PROPS FOR THE NEW PREZ. Aside from numerous workshops, events and presentations, the convention was time to take care of some Society business. Delegates elected new members of SPJ's board of directors and installed Dave Aeikens as our new president. Aeikens, a reporter for the St. Cloud (Minn.) Times, succeeds Clint Brewer, executive editor of The City Paper in Nashville.
WELL, IT'S WELLS, ISN'T THAT SWELL? Not only did SPJ elect new leaders in Atlanta, but we also took time to recognize a number of people for their outstanding commitment to the Society and the profession. Most notable was the awarding of the Wells Memorial Key to Bill McCloskey. The award is given annually to a member that has dedicated him or herself to advancing the mission of SPJ. It is the highest award given to a member.
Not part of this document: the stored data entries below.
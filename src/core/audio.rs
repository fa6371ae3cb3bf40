use crate::error::{Result, StemError};

use anyhow::anyhow;
use std::{fs::File, path::Path};
use symphonia::core::{
    formats::FormatOptions, io::MediaSourceStream, meta::MetadataOptions, probe::Hint,
};

/// Assumed duration when the input cannot be inspected.
pub const FALLBACK_DURATION_SECS: f64 = 180.0;

/// Duration of an audio file in seconds.
///
/// WAV headers are read with hound; other containers go through symphonia's probe.
pub fn duration_secs(path: &Path) -> Result<f64> {
    let is_wav = path
        .extension()
        .and_then(|e| e.to_str())
        .map(|e| e.eq_ignore_ascii_case("wav"))
        .unwrap_or(false);

    if is_wav {
        if let Ok(reader) = hound::WavReader::open(path) {
            let spec = reader.spec();
            if spec.sample_rate > 0 {
                return Ok(reader.duration() as f64 / spec.sample_rate as f64);
            }
        }
    }

    let file = File::open(path)?;
    let mss = MediaSourceStream::new(Box::new(file), Default::default());
    let mut hint = Hint::new();
    if let Some(ext) = path.extension().and_then(|e| e.to_str()) {
        hint.with_extension(ext);
    }

    let probed = symphonia::default::get_probe()
        .format(&hint, mss, &FormatOptions::default(), &MetadataOptions::default())
        .map_err(|e| StemError::Anyhow(anyhow!("unsupported audio format: {}", e)))?;

    let track = probed
        .format
        .default_track()
        .ok_or_else(|| anyhow!("no audio track in {}", path.display()))?;
    let params = &track.codec_params;
    match (params.n_frames, params.sample_rate) {
        (Some(frames), Some(rate)) if rate > 0 => Ok(frames as f64 / rate as f64),
        _ => Err(anyhow!("unknown length for {}", path.display()).into()),
    }
}

/// Like [`duration_secs`], falling back to [`FALLBACK_DURATION_SECS`].
pub fn duration_or_default(path: &Path) -> f64 {
    match duration_secs(path) {
        Ok(d) => d,
        Err(e) => {
            log::debug!("could not read duration of {}: {}", path.display(), e);
            FALLBACK_DURATION_SECS
        }
    }
}

#[cfg(test)]
mod tests {
    use super::*;

    fn write_wav(path: &Path, seconds: u32, rate: u32) {
        let spec = hound::WavSpec {
            channels: 2,
            sample_rate: rate,
            bits_per_sample: 16,
            sample_format: hound::SampleFormat::Int,
        };
        let mut w = hound::WavWriter::create(path, spec).unwrap();
        for _ in 0..(seconds * rate * 2) {
            w.write_sample(0i16).unwrap();
        }
        w.finalize().unwrap();
    }

    #[test]
    fn reads_wav_duration() {
        let dir = tempfile::tempdir().unwrap();
        let p = dir.path().join("tone.wav");
        write_wav(&p, 2, 8000);
        assert!((duration_secs(&p).unwrap() - 2.0).abs() < 1e-9);
    }

    #[test]
    fn unreadable_input_uses_fallback() {
        let dir = tempfile::tempdir().unwrap();
        let p = dir.path().join("noise.mp3");
        std::fs::write(&p, b"definitely not audio").unwrap();
        assert_eq!(duration_or_default(&p), FALLBACK_DURATION_SECS);
        assert_eq!(duration_or_default(&dir.path().join("missing.wav")), FALLBACK_DURATION_SECS);
    }
}
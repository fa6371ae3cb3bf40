use serde::{Deserialize, Serialize};
use std::{collections::BTreeMap, fmt, path::PathBuf};

/// Compute backend family a device belongs to.
#[derive(Clone, Copy, Debug, PartialEq, Eq, Hash, Serialize, Deserialize)]
#[serde(rename_all = "lowercase")]
pub enum BackendType {
    Auto,
    Cpu,
    Cuda,
    Rocm,
    #[serde(rename = "directml")]
    DirectMl,
    Mps,
}

impl BackendType {
    pub fn as_str(&self) -> &'static str {
        match self {
            BackendType::Auto => "auto",
            BackendType::Cpu => "cpu",
            BackendType::Cuda => "cuda",
            BackendType::Rocm => "rocm",
            BackendType::DirectMl => "directml",
            BackendType::Mps => "mps",
        }
    }

    /// Accelerated backends, preferred over the CPU by `auto`.
    pub fn is_gpu(&self) -> bool {
        matches!(
            self,
            BackendType::Cuda | BackendType::Rocm | BackendType::DirectMl | BackendType::Mps
        )
    }
}

impl fmt::Display for BackendType {
    fn fmt(&self, f: &mut fmt::Formatter<'_>) -> fmt::Result {
        f.write_str(self.as_str())
    }
}

/// One addressable compute target, e.g. `cuda:1`.
#[derive(Clone, Debug, PartialEq, Eq, Serialize, Deserialize)]
pub struct Device {
    pub id: String,
    #[serde(rename = "name")]
    pub display_name: String,
    #[serde(rename = "type")]
    pub backend_type: BackendType,
}

impl Device {
    pub fn new(id: impl Into<String>, display_name: impl Into<String>, backend_type: BackendType) -> Self {
        Self {
            id: id.into(),
            display_name: display_name.into(),
            backend_type,
        }
    }

    pub fn auto() -> Self {
        Self::new("auto", "Auto", BackendType::Auto)
    }

    pub fn cpu() -> Self {
        Self::new("cpu", "CPU", BackendType::Cpu)
    }

    /// Id prefix before the index, `cuda` for `cuda:1`.
    pub fn family(&self) -> &str {
        device_family(&self.id)
    }
}

/// A device the driver reports but that failed capability validation.
#[derive(Clone, Debug, PartialEq, Eq, Serialize, Deserialize)]
pub struct SkippedDevice {
    pub id: String,
    #[serde(rename = "name")]
    pub display_name: String,
    pub reason: String,
}

/// The user's device preference as given on the command line.
#[derive(Clone, Debug, PartialEq, Eq)]
pub enum DeviceRequest {
    Auto,
    Cpu,
    Mps,
    Id(String),
}

impl DeviceRequest {
    pub fn parse(raw: &str) -> Self {
        let trimmed = raw.trim();
        match trimmed.to_ascii_lowercase().as_str() {
            "" | "auto" => DeviceRequest::Auto,
            "cpu" => DeviceRequest::Cpu,
            "mps" => DeviceRequest::Mps,
            _ => DeviceRequest::Id(trimmed.replace(' ', "")),
        }
    }

    pub fn as_str(&self) -> &str {
        match self {
            DeviceRequest::Auto => "auto",
            DeviceRequest::Cpu => "cpu",
            DeviceRequest::Mps => "mps",
            DeviceRequest::Id(id) => id,
        }
    }
}

impl From<&str> for DeviceRequest {
    fn from(raw: &str) -> Self {
        Self::parse(raw)
    }
}

impl fmt::Display for DeviceRequest {
    fn fmt(&self, f: &mut fmt::Formatter<'_>) -> fmt::Result {
        f.write_str(self.as_str())
    }
}

/// Device chosen for a job. Always usable.
#[derive(Clone, Debug, PartialEq, Eq)]
pub struct ResolvedDevice {
    pub id: String,
    pub display_name: String,
}

impl ResolvedDevice {
    pub fn cpu() -> Self {
        Self::from(&Device::cpu())
    }

    pub fn is_cpu(&self) -> bool {
        self.id == "cpu"
    }
}

impl From<&Device> for ResolvedDevice {
    fn from(d: &Device) -> Self {
        Self {
            id: d.id.clone(),
            display_name: d.display_name.clone(),
        }
    }
}

/// Canonical stem name to output file.
#[derive(Clone, Debug, Default, PartialEq, Eq, Serialize, Deserialize)]
#[serde(transparent)]
pub struct JobResult {
    pub stems: BTreeMap<String, PathBuf>,
}

impl JobResult {
    pub fn get(&self, stem: &str) -> Option<&PathBuf> {
        self.stems.get(stem)
    }

    pub fn len(&self) -> usize {
        self.stems.len()
    }

    pub fn is_empty(&self) -> bool {
        self.stems.is_empty()
    }

    /// Single-line JSON object printed as the worker's final stdout line.
    pub fn to_json(&self) -> crate::error::Result<String> {
        Ok(serde_json::to_string(self)?)
    }
}

/// Per-invocation settings of the worker.
#[derive(Clone, Debug, Serialize, Deserialize)]
pub struct WorkerOptions {
    pub input: PathBuf,
    pub output_dir: PathBuf,
    pub model_name: String,
    pub device: String,
}

impl Default for WorkerOptions {
    fn default() -> Self {
        Self {
            input: PathBuf::new(),
            output_dir: ".".into(),
            model_name: "htdemucs".into(),
            device: "auto".into(),
        }
    }
}

pub(crate) fn device_family(id: &str) -> &str {
    id.split(':').next().unwrap_or(id)
}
And that wasn't the only award given out in Atlanta. There were many more, including Fellows of the Society, Professional and Campus Chapters of the Year and the Pulliam First Amendment Award. The Working Press has a rundown of all award recipients.
PORTSIDE PRESIDENT. Our new president, Dave Aeikens, wasted little time this week speaking on behalf of SPJ during several media interviews. One aired today, Sept. 11, on Portsmouth Community Radio, with host Burt Cohen, a former New Hampshire state senator. You can catch the audio archives here. Look for the "Portside" program.
NO JOKE, THIS IS SIRIUS. Attendees at this year's convention were fortunate to hear from Hank Klibanoff, a Pulitzer Prize-winning journalist who has worked for the Philadelphia Inquirer and Atlanta Journal-Constitution (among other publications). Klibanoff shared his rather fresh views on why the newspaper industry is in decline and what should be done to reverse the trend. In response to his presentation in Atlanta, Klibanoff will be a guest on Mike Feder's show on Sirius Satellite Radio. If you're a Sirius subscriber, you can listen this Saturday, Sept. 13, from 5 — 8 p.m. ET on channel 146.
SOMETHING DOESN'T SEEM RIGHT HERE. That's what SPJ and First Amendment scholars are saying in response to Quinnipiac University's action to punish the campus SPJ chapter. What was the chapter's egregious offense? Supporting an independent student-run news outlet that was started in response to university control over the student newspaper. If the administration's actions sound fishy to you, you're not alone. Roy Peter Clark, vice president at the Poynter Institute, likened the university's act to "...something out of an authoritarian government, something I would expect to see in Singapore, not in Connecticut." SPJ is standing firmly behind the chapter while it continues to investigate the matter.
SPEAKING OF NOT RIGHT... Aside from a host of political speeches, the 2008 Democratic and Republican National Conventions yielded a number of unfortunate incidents, namely the arrest of journalists who were merely doing their jobs. The most arrests came during protests at the RNC. These incidents prompted SPJ to issue two statements condemning the arrests. The first was issued on Sept. 3 and the second on Sept. 5, the day after at least 19 journalists were detained. In one of his last acts as SPJ president, Clint Brewer responded to The Hill Newspaper's request to leave a brief blog post on its Web site. Since last week, the story of SPJ's advocacy has been picked up by a number of news outlets and blogs.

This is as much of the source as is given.